Each line below either holds the string "RouteError" or doesn't. Count those that do and give only the number.

----

//! Response construction.
//!
//! Every error response body is a JSON object with a single `message` key,
//! except not-found responses, which have an empty body.

use http::StatusCode;
use http::header::{CONTENT_TYPE, HeaderValue};
use serde_json::json;
use trackvault_core::{ObjectId, StoreError};

use crate::body::TrackResponseBody;
use crate::router::RouteError;

/// 400 for an identifier that is not 24 hex characters.
pub const INVALID_ID_MESSAGE: &str =
    "Invalid trackID in URL parameter. Must be a string of 24 hex characters";
/// 400 for a malformed or over-limit upload form.
pub const VALIDATION_FAILED_MESSAGE: &str = "Upload Request Validation Failed";
/// 400 for a form without a track name.
pub const MISSING_NAME_MESSAGE: &str = "No track name in request body";
/// 400 for a form without a track file.
pub const MISSING_TRACK_MESSAGE: &str = "No track file in request body";
/// 500 when storing the upload failed.
pub const UPLOAD_FAILED_MESSAGE: &str = "Error uploading file";
/// 500 when the catalog could not be read.
pub const DOWNLOAD_FAILED_MESSAGE: &str = "Error retrieving track";

/// Content type of streamed tracks.
pub const TRACK_CONTENT_TYPE: &str = "audio/mp3";

/// A JSON `{"message": ...}` response.
#[must_use]
pub fn json_message(status: StatusCode, message: &str) -> http::Response<TrackResponseBody> {
    json_response(status, &json!({ "message": message }))
}

/// A JSON response with an arbitrary body.
#[must_use]
pub fn json_response(
    status: StatusCode,
    value: &serde_json::Value,
) -> http::Response<TrackResponseBody> {
    let mut response = http::Response::new(TrackResponseBody::from_json(value));
    *response.status_mut() = status;
    response
        .headers_mut()
        .insert(CONTENT_TYPE, HeaderValue::from_static("application/json"));
    response
}

/// An empty-bodied response.
#[must_use]
pub fn empty(status: StatusCode) -> http::Response<TrackResponseBody> {
    let mut response = http::Response::new(TrackResponseBody::empty());
    *response.status_mut() = status;
    response
}

/// 201 for a stored upload.
#[must_use]
pub fn upload_created(id: &ObjectId) -> http::Response<TrackResponseBody> {
    json_response(
        StatusCode::CREATED,
        &json!({
            "message": format!("File uploaded successfully, stored under ObjectID: {id}"),
            "identifier": id.to_hex(),
        }),
    )
}

/// Map an upload failure to its response.
#[must_use]
pub fn upload_error(err: &StoreError) -> http::Response<TrackResponseBody> {
    if err.is_client_error() {
        json_message(StatusCode::BAD_REQUEST, VALIDATION_FAILED_MESSAGE)
    } else {
        json_message(StatusCode::INTERNAL_SERVER_ERROR, UPLOAD_FAILED_MESSAGE)
    }
}

/// Map a download failure that happened before any bytes were sent.
#[must_use]
pub fn download_error(err: &StoreError) -> http::Response<TrackResponseBody> {
    match err {
        StoreError::InvalidIdentifier { .. } => {
            json_message(StatusCode::BAD_REQUEST, INVALID_ID_MESSAGE)
        }
        StoreError::ObjectNotFound { .. }
        | StoreError::ChunkNotFound { .. }
        | StoreError::StreamCorruption { .. } => empty(StatusCode::NOT_FOUND),
        _ => json_message(StatusCode::INTERNAL_SERVER_ERROR, DOWNLOAD_FAILED_MESSAGE),
    }
}

/// Map a routing failure to its response.
#[must_use]
pub fn route_error(err: &RouteError) -> http::Response<TrackResponseBody> {
    match err {
        RouteError::NotFound(_) => empty(StatusCode::NOT_FOUND),
        RouteError::MethodNotAllowed { allow, .. } => {
            let mut response = empty(StatusCode::METHOD_NOT_ALLOWED);
            response
                .headers_mut()
                .insert(http::header::ALLOW, HeaderValue::from_static(*allow));
            response
        }
    }
}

----

ANSWER BELOW
4